Sunday, June 4, 2006

Selfish?

I've been faced with some personal/relationship decisions lately that I've walked away wondering if I've made the right one or not. Because having made the decision, the repercussions I face are those of me being selfish, neglectful, unthoughtful and basically "How could/dare you?" So then, like any person, I sit back and ponder the decision, wondering if I were in the other persons' shoes, what would I think? I've then, also, run it by my close friends/family like "get a load of this" and often I'm told that it was the "other" person who is being selfish in responding in the "how dare/could you" mind frame. But then I think, are THEY being told about me "She's so wrong. How could she do that? I don't know what is wrong with her" and getting their feelings validated that I'm 'so wrong'?

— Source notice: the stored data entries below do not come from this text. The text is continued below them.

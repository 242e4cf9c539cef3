//! Link endpoints for uartmux.
//!
//! Provides the OS-backed ends of the multiplexer:
//! - [`SerialLink`]: the single physical UART carrying framed traffic
//! - [`VirtualPort`]: a pseudo-terminal pair published under a stable symlink
//!
//! The multiplexer core only depends on the [`Endpoint`] trait, never on how
//! an endpoint is backed.

pub mod error;
pub mod traits;

#[cfg(unix)]
pub mod pty;
#[cfg(unix)]
pub mod serial;

pub use error::{LinkError, Result};
pub use traits::Endpoint;

#[cfg(unix)]
pub use pty::{PortHandle, VirtualPort};
#[cfg(unix)]
pub use serial::SerialLink;
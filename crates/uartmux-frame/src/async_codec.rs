//! `tokio_util` codec over the uartmux wire format.

use bytes::BytesMut;

use crate::codec::{encode_frame, Frame};
use crate::decoder::{Decoded, Decoder};
use crate::error::{FrameError, Malformed};

/// Codec for `FramedRead`/`FramedWrite`.
///
/// Rejected frames are yielded as `Err(Malformed)` items rather than stream
/// errors, so a single corrupted frame never ends the stream.
#[derive(Debug, Default)]
pub struct MuxCodec {
    decoder: Decoder,
}

impl MuxCodec {
    pub fn new() -> Self {
        Self::default()
    }

    /// The decoder driving this codec.
    pub fn decoder(&self) -> &Decoder {
        &self.decoder
    }
}

impl tokio_util::codec::Decoder for MuxCodec {
    type Item = Result<Frame, Malformed>;
    type Error = FrameError;

    fn decode(&mut self, src: &mut BytesMut) -> Result<Option<Self::Item>, Self::Error> {
        match self.decoder.decode_next(src) {
            Decoded::Frame(frame) => Ok(Some(Ok(frame))),
            Decoded::Invalid(malformed) => Ok(Some(Err(malformed))),
            Decoded::Incomplete => Ok(None),
        }
    }
}

impl tokio_util::codec::Encoder<Frame> for MuxCodec {
    type Error = FrameError;

    fn encode(&mut self, item: Frame, dst: &mut BytesMut) -> Result<(), Self::Error> {
        encode_frame(item.address, &item.payload, dst)
    }
}
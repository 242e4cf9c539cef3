use std::fmt;

use uartmux_frame::FrameError;
use uartmux_link::LinkError;

/// Traffic direction relative to the physical link.
#[derive(Debug, Clone, Copy, PartialEq, Eq, Hash, serde::Serialize)]
#[serde(rename_all = "lowercase")]
pub enum Direction {
    /// Physical link to logical streams.
    Inbound,
    /// Logical streams to physical link.
    Outbound,
}

impl fmt::Display for Direction {
    fn fmt(&self, f: &mut fmt::Formatter<'_>) -> fmt::Result {
        match self {
            Direction::Inbound => f.write_str("inbound"),
            Direction::Outbound => f.write_str("outbound"),
        }
    }
}

/// Errors raised while resolving an address or delivering to its stream.
///
/// All are recoverable: the caller logs and moves on to the next frame.
#[derive(Debug, thiserror::Error)]
pub enum RouteError {
    /// No logical stream is configured at this address.
    #[error("received data for address {address} when there are only {routes} devices")]
    Unroutable { address: u8, routes: usize },

    /// The logical stream at this address failed; nothing was delivered.
    #[error("logical stream {address} failed: {source}")]
    StreamFault {
        address: u8,
        source: std::io::Error,
    },

    /// The logical stream stopped draining part way through a payload.
    #[error("logical stream {address} took {delivered} of {len} bytes: {source}")]
    Truncated {
        address: u8,
        delivered: usize,
        len: usize,
        source: std::io::Error,
    },
}

/// Errors that can occur while running the multiplexer.
#[derive(Debug, thiserror::Error)]
pub enum MuxError {
    /// Frame-level error.
    #[error("frame error: {0}")]
    Frame(#[from] FrameError),

    /// Link endpoint setup error.
    #[error("link error: {0}")]
    Link(#[from] LinkError),

    /// Routing error.
    #[error("route error: {0}")]
    Route(#[from] RouteError),

    /// The physical link failed; the affected direction has stopped.
    #[error("{direction} link fault: {source}")]
    LinkFault {
        direction: Direction,
        source: std::io::Error,
    },

    /// The outbound write queue has shut down.
    #[error("outbound queue closed")]
    QueueClosed,

    /// A worker thread could not be started.
    #[error("failed to spawn {name}: {source}")]
    Spawn {
        name: String,
        source: std::io::Error,
    },

    /// A worker thread panicked.
    #[error("{name} panicked")]
    WorkerPanicked { name: String },

    /// Routing setup is inconsistent.
    #[error("invalid configuration: {0}")]
    Config(String),
}

impl MuxError {
    pub(crate) fn link_fault(direction: Direction, source: std::io::Error) -> Self {
        MuxError::LinkFault { direction, source }
    }
}

pub type Result<T> = std::result::Result<T, MuxError>;

pub(crate) fn frame_to_io(err: FrameError) -> std::io::Error {
    match err {
        FrameError::Io(io) => io,
        FrameError::LinkClosed => {
            std::io::Error::new(std::io::ErrorKind::UnexpectedEof, "link closed")
        }
        other => std::io::Error::other(other.to_string()),
    }
}

pub(crate) fn link_to_io(err: LinkError) -> std::io::Error {
    match err {
        LinkError::Io(io) | LinkError::Pty(io) => io,
        LinkError::Open { source, .. }
        | LinkError::Configure { source, .. }
        | LinkError::Symlink { source, .. } => source,
        other => std::io::Error::other(other.to_string()),
    }
}
//! Vector types and traits for physics calculations.

use crate::float::Float;
use core::ops::{Add, Neg, Sub};

/// Trait for vector types used in physics calculations.
///
/// The solver stages (forces, prediction, projection, contact) are written
/// against this trait; the cloth itself lives in [`Vec3`].
pub trait Vec:
    Copy
    + Clone
    + Add<Output = Self>
    + Sub<Output = Self>
    + Neg<Output = Self>
    + PartialEq
    + Default
    + core::fmt::Debug
{
    /// The scalar (float) type for this vector.
    type Scalar: Float;

    /// Zero vector.
    fn zero() -> Self;

    /// Dot product.
    fn dot(self, other: Self) -> Self::Scalar;

    /// Scale all components by a scalar.
    fn scale(self, s: Self::Scalar) -> Self;

    /// Squared length (avoids sqrt).
    fn length_sq(self) -> Self::Scalar {
        self.dot(self)
    }

    /// Length (magnitude).
    fn length(self) -> Self::Scalar {
        self.length_sq().sqrt()
    }

    /// Normalize to unit length. Returns zero vector if length is near zero.
    fn normalize(self) -> Self {
        let len = self.length();
        if len.is_near_zero(Self::Scalar::from_f64(1e-10)) {
            Self::zero()
        } else {
            self.scale(Self::Scalar::one() / len)
        }
    }

    /// Distance between two points.
    fn distance(self, other: Self) -> Self::Scalar {
        (self - other).length()
    }

    /// Whether every component is exactly zero.
    fn is_zero(self) -> bool {
        self == Self::zero()
    }
}

/// 3D vector: particle positions, velocities, forces and collider centers.
#[derive(Copy, Clone, Debug, Default, PartialEq)]
#[cfg_attr(feature = "serde", derive(serde::Serialize, serde::Deserialize))]
pub struct Vec3<F: Float> {
    pub x: F,
    pub y: F,
    pub z: F,
}

impl<F: Float> Vec3<F> {
    /// Create a new 3D vector.
    pub fn new(x: F, y: F, z: F) -> Self { Vec3 { x, y, z } }

    /// Components as an array, in `[x, y, z]` order.
    pub fn to_array(self) -> [F; 3] {
        [self.x, self.y, self.z]
    }
}

impl<F: Float> Add for Vec3<F> {
    type Output = Self;
    fn add(self, rhs: Self) -> Self {
        Vec3 { x: self.x + rhs.x, y: self.y + rhs.y, z: self.z + rhs.z }
    }
}

impl<F: Float> Sub for Vec3<F> {
    type Output = Self;
    fn sub(self, rhs: Self) -> Self {
        Vec3 { x: self.x - rhs.x, y: self.y - rhs.y, z: self.z - rhs.z }
    }
}

impl<F: Float> Neg for Vec3<F> {
    type Output = Self;
    fn neg(self) -> Self { Vec3 { x: -self.x, y: -self.y, z: -self.z } }
}

impl<F: Float> Vec for Vec3<F> {
    type Scalar = F;
    fn zero() -> Self { Vec3 { x: F::zero(), y: F::zero(), z: F::zero() } }
    fn dot(self, other: Self) -> F {
        self.x * other.x + self.y * other.y + self.z * other.z
    }
    fn scale(self, s: F) -> Self {
        Vec3 { x: self.x * s, y: self.y * s, z: self.z * s }
    }
}

#[cfg(test)]
mod tests {
    use super::*;

    #[test]
    fn vec3_length() {
        let v = Vec3::new(2.0f32, 3.0, 6.0);
        assert!((v.length() - 7.0).abs() < 1e-6);
    }

    #[test]
    fn normalize_zero_vector() {
        let v = Vec3::<f64>::zero();
        let n = v.normalize();
        assert_eq!(n, Vec3::zero());
        assert!(n.is_zero());
    }

    #[test]
    fn normalize_unit_length() {
        let n = Vec3::new(0.0f64, 3.0, 4.0).normalize();
        assert!((n.length() - 1.0).abs() < 1e-12);
        assert!((n.y - 0.6).abs() < 1e-12);
    }

    #[test]
    fn distance_calculation() {
        let a = Vec3::new(1.0f32, 1.0, 1.0);
        let b = Vec3::new(4.0f32, 5.0, 1.0);
        assert!((a.distance(b) - 5.0).abs() < 1e-6);
    }
}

That was me once back in the day. When my dad moved, I thought it was horrible he didn't come visit more, "had to work", etc. Then I stopped, looked at it from his view, and thought "Man, I am really acting like a spoiled brat" yet at the time, I had all the support of "No, he should want to come". So, I guess the bottom line, is I am who I am. I make the decisions I make because of who I am, and if they're wrong, then they're wrong. I feel at the time, its' the right decision. I can't fret over if I made the right or wrong one forever and ever. I have to make the decision that is best for me and my family at the time I make it. And not let it eat me up days, weeks, months later. I think overall, I am a caring and loving person. If I make a wrong decision, I hope it's over casted by some of the right ones I've made in that relationship. Who knows. Maybe that means nothing.

1 comment:

Anonymous said...

Rock it, sister. You are a caring, loving person. If you weren't, I wouldn't be at yer joint every other weekend. :-) If someone has a problem not seeing beyond their own little here and now to realize what you may be going through, then they need to grow up and realize things aren't all about them - even in the best of times.